Chemical and physical data
- Formula: C_{22}H_{32}BrNO_{5}
- Molar mass: 470.404 g·mol^{−1}
- 3D model (JSmol): Interactive image;
- SMILES CCOC(=O)C[N+]1(CC[C@H](C1)OC(=O)[C@@](C2CCCC2)(C3=CC=CC=C3)O)C.[Br-];
- InChI InChI=1S/C22H32NO5.BrH/c1-3-27-20(24)16-23(2)14-13-19(15-23)28-21(25)22(26,18-11-7-8-12-18)17-9-5-4-6-10-17;/h4-6,9-10,18-19,26H,3,7-8,11-16H2,1-2H3;1H/q+1;/p-1/t19-,22+,23?;/m1./s1; Key:FIAFMTCUJCWADZ-JOFREBOKSA-M;

= Sofpironium bromide =

Chemical compound

Sofpironium bromide, sold under the brand names Ecclock and Sofdra among others, is a medication used to treat hyperhidrosis (excessive sweating). Sofpironium bromide is an anticholinergic agent that is applied to the skin.
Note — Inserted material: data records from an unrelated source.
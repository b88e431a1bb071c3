//! Tracing setup for the checker binary

use tracing_subscriber::{fmt, EnvFilter};

/// Initialize the tracing subscriber with the requested base level
///
/// `RUST_LOG` overrides the flag when set; WebDriver transport chatter is
/// pinned to warn either way.
pub fn init(log_level: &str) {
    let default_filter = format!("govisit_watch={log_level},fantoccini=warn,hyper=warn");
    let env_filter =
        EnvFilter::try_from_default_env().unwrap_or_else(|_| EnvFilter::new(&default_filter));

    fmt()
        .with_env_filter(env_filter)
        .with_target(true)
        .with_thread_ids(false)
        .with_file(false)
        .with_line_number(false)
        .compact()
        .init();
}
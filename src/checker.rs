//! Check orchestration
//!
//! One pass per invocation: acquire a browser session, load and settle the
//! booking page, classify every configured branch in order, release the
//! session, and hand the aggregate to the report sender. There is no retry
//! here; the external scheduler owns cadence.

use tracing::{error, info, warn};

use crate::classifier::Classifier;
use crate::config::CheckerConfig;
use crate::error::{CheckerError, CheckerResult};
use crate::traits::{BrowserProvider, PageSession, ReportSender};
use crate::types::{CheckResult, RunStatus};

/// Drives one availability check run with injected collaborators
pub struct Checker<B, R>
where
    B: BrowserProvider,
    R: ReportSender,
{
    config: CheckerConfig,
    browser: B,
    reporter: R,
    classifier: Classifier,
}

impl<B, R> Checker<B, R>
where
    B: BrowserProvider,
    R: ReportSender,
{
    pub fn new(config: CheckerConfig, browser: B, reporter: R) -> Self {
        let classifier = Classifier::new(config.match_mode);
        Self {
            config,
            browser,
            reporter,
            classifier,
        }
    }

    /// One full pass: scan, report, signal
    ///
    /// Errors only when the session cannot be acquired at all; a session
    /// fault after acquisition still yields a deliverable [`CheckResult`]
    /// and is signaled through [`RunStatus`]. A report-delivery problem is
    /// logged, never a run failure.
    pub async fn run(&self) -> CheckerResult<(CheckResult, RunStatus)> {
        let (result, status) = self.scan().await?;

        info!(
            available = result.available.len(),
            unavailable = result.unavailable.len(),
            errors = result.errors.len(),
            "check finished"
        );

        if let Err(e) = self.reporter.send_report(&result).await {
            error!(error = %e, "report delivery failed");
        }
        Ok((result, status))
    }

    /// Acquire a session, classify every branch, release the session
    pub async fn scan(&self) -> CheckerResult<(CheckResult, RunStatus)> {
        let mut page = match self.browser.acquire().await {
            Ok(page) => page,
            Err(e) => {
                error!(error = %e, "could not acquire browser session");
                return Err(e);
            }
        };

        let (result, status) = self.scan_page(page.as_mut()).await;

        // Release on every path; a teardown failure must not mask the result.
        if let Err(e) = page.close().await {
            warn!(error = %e, "browser session teardown failed");
        }

        Ok((result.finish(), status))
    }

    async fn scan_page(&self, page: &mut dyn PageSession) -> (CheckResult, RunStatus) {
        let mut result = CheckResult::new();

        if let Err(e) = self.settle(page).await {
            // The page never loaded; no branch can be meaningfully classified.
            error!(error = %e, "page load failed, skipping branch checks");
            result.errors.push(format!("page load failed: {e}"));
            return (result, RunStatus::SessionFault);
        }

        for query in &self.config.branches {
            info!(branch = %query.name, "checking branch");
            let outcome = self.classifier.classify(page, query).await;
            result.record(outcome);
        }

        (result, RunStatus::Completed)
    }

    async fn settle(&self, page: &mut dyn PageSession) -> CheckerResult<()> {
        // Config validation rejects an empty list, but the fields are public;
        // a run with no branches is a fault, not a panic.
        let probe = self
            .config
            .branches
            .first()
            .ok_or_else(|| CheckerError::config("branches", "no branches configured"))?;

        info!(url = %self.config.target_url, "connecting to booking page");
        page.open(&self.config.target_url, self.config.navigation_timeout)
            .await?;

        // Branch controls render client-side after the document loads, so
        // wait for the first configured branch's text rather than sleeping.
        page.wait_for_text(&probe.name, self.config.match_mode, self.config.settle_timeout)
            .await
    }
}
It was approved for medical use in Japan in 2020, and in the United States in June 2024.

== Medical uses ==
Sofpironium bromide is indicated for the treatment of primary axillary hyperhidrosis.

== Mechanism of action ==
The pharmacodynamics of sofpironium bromide are unknown.

== Society and culture ==
=== Legal status ===
It was approved for medical use in Japan in November 2020, and in the United States in June 2024.

=== Brand names ===
Sofpironium bromide is the international nonproprietary name.

It is sold under the brand name Ecclock in Japan and under the brand name Sofdra in the US.